- Records supplied -
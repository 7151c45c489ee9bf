//! Host mail lifecycle events.
//!
//! An out-of-process host reports `initiated` before transmitting, then exactly one of
//! `succeeded` or `failed`. Responses never depend on whether the log write or the
//! alert worked; those run in the background.

use axum::{
    Json,
    extract::{Path, State, rejection::JsonRejection},
    http::StatusCode,
};
use domain_mail_alerts::{FailureMetadata, OutgoingMail, SendFailure, SendId, SendReceipt};
use serde::{Deserialize, Serialize};
use uuid::Uuid;

use crate::error::ApiResult;
use crate::state::AppState;

#[derive(Debug, Serialize, Deserialize)]
pub struct InitiatedResponse {
    pub send_id: SendId,
}

#[derive(Debug, Deserialize)]
pub struct FailedRequest {
    pub send_id: Option<SendId>,
    pub message: String,
    pub recipients: Option<Vec<String>>,
    pub subject: Option<String>,
}

impl From<FailedRequest> for SendFailure {
    fn from(request: FailedRequest) -> Self {
        let failure = SendFailure::new(request.message);
        if request.recipients.is_none() && request.subject.is_none() {
            return failure;
        }

        failure.with_metadata(FailureMetadata {
            recipients: request.recipients.unwrap_or_default(),
            subject: request.subject,
        })
    }
}

/// Whether the signal produced a log record.
#[derive(Debug, Serialize, Deserialize)]
pub struct EventAccepted {
    pub recorded: bool,
}

pub async fn send_initiated(
    State(state): State<AppState>,
    payload: Result<Json<OutgoingMail>, JsonRejection>,
) -> ApiResult<(StatusCode, Json<InitiatedResponse>)> {
    let Json(mail) = payload?;
    let send_id = state.pipeline.send_initiated(mail).await;

    Ok((StatusCode::CREATED, Json(InitiatedResponse { send_id })))
}

pub async fn send_succeeded(
    State(state): State<AppState>,
    Path(send_id): Path<Uuid>,
    payload: Result<Json<SendReceipt>, JsonRejection>,
) -> ApiResult<(StatusCode, Json<EventAccepted>)> {
    let Json(receipt) = payload?;
    let recorded = state
        .pipeline
        .send_succeeded(SendId::from(send_id), receipt)
        .await
        .is_some();

    Ok((StatusCode::ACCEPTED, Json(EventAccepted { recorded })))
}

pub async fn send_failed(
    State(state): State<AppState>,
    payload: Result<Json<FailedRequest>, JsonRejection>,
) -> ApiResult<(StatusCode, Json<EventAccepted>)> {
    let Json(request) = payload?;
    let send_id = request.send_id;
    state.pipeline.send_failed(send_id, request.into()).await;

    Ok((StatusCode::ACCEPTED, Json(EventAccepted { recorded: true })))
}
//! Shared application state handed to every handler.

use domain_mail_alerts::{
    AlertDispatcher, FailureNotifier, InstrumentedTransport, MailAlertsAdmin, MailLogRepository,
    MailPipeline, MailTransport, PgMailLogRepository, PgSettingsStore, SettingsStore,
};
use sea_orm::DatabaseConnection;
use std::sync::Arc;

use crate::config::Config;
use crate::smtp::SmtpMailer;

pub type Pipeline = MailPipeline<dyn MailLogRepository, dyn FailureNotifier>;

/// Cloned per request; every field is a cheap handle.
#[derive(Clone)]
pub struct AppState {
    pub pipeline: Pipeline,
    pub admin: MailAlertsAdmin,
    pub db: DatabaseConnection,
}

impl AppState {
    /// Wire the Postgres-backed store, the webhook dispatcher and the SMTP transport.
    pub fn build(db: DatabaseConnection, config: &Config) -> eyre::Result<Self> {
        let repository: Arc<dyn MailLogRepository> =
            Arc::new(PgMailLogRepository::new(db.clone()));
        let settings = Arc::new(PgSettingsStore::new(db.clone()));
        let notifier: Arc<dyn FailureNotifier> = Arc::new(AlertDispatcher::new(
            settings.clone(),
            config.site.clone(),
            config.dispatcher.clone(),
        )?);
        let mailer = SmtpMailer::new(&config.smtp)?;

        Ok(Self::from_parts(db, repository, settings, notifier, mailer))
    }

    /// Assemble state from already-built components. Test mail goes through `mailer`
    /// wrapped so that it is logged like any other send.
    pub fn from_parts(
        db: DatabaseConnection,
        repository: Arc<dyn MailLogRepository>,
        settings: Arc<dyn SettingsStore>,
        notifier: Arc<dyn FailureNotifier>,
        mailer: impl MailTransport + 'static,
    ) -> Self {
        let pipeline: Pipeline = MailPipeline::new(repository.clone(), notifier.clone());
        let transport: Arc<dyn MailTransport> =
            Arc::new(InstrumentedTransport::new(mailer, pipeline.clone()));
        let admin = MailAlertsAdmin::new(repository, settings, notifier, transport);

        Self {
            pipeline,
            admin,
            db,
        }
    }
}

- Problem requirements -
Among the entries above, locate the lines containing "state.pipeline.send_failed(send_id, request.into()).await;" and "#[derive(Clone)]", and transcribe exactly those two lines and all lines between.

- Response to this exercise -
    state.pipeline.send_failed(send_id, request.into()).await;

    Ok((StatusCode::ACCEPTED, Json(EventAccepted { recorded: true })))
}
//! Shared application state handed to every handler.

use domain_mail_alerts::{
    AlertDispatcher, FailureNotifier, InstrumentedTransport, MailAlertsAdmin, MailLogRepository,
    MailPipeline, MailTransport, PgMailLogRepository, PgSettingsStore, SettingsStore,
};
use sea_orm::DatabaseConnection;
use std::sync::Arc;

use crate::config::Config;
use crate::smtp::SmtpMailer;

pub type Pipeline = MailPipeline<dyn MailLogRepository, dyn FailureNotifier>;

/// Cloned per request; every field is a cheap handle.
#[derive(Clone)]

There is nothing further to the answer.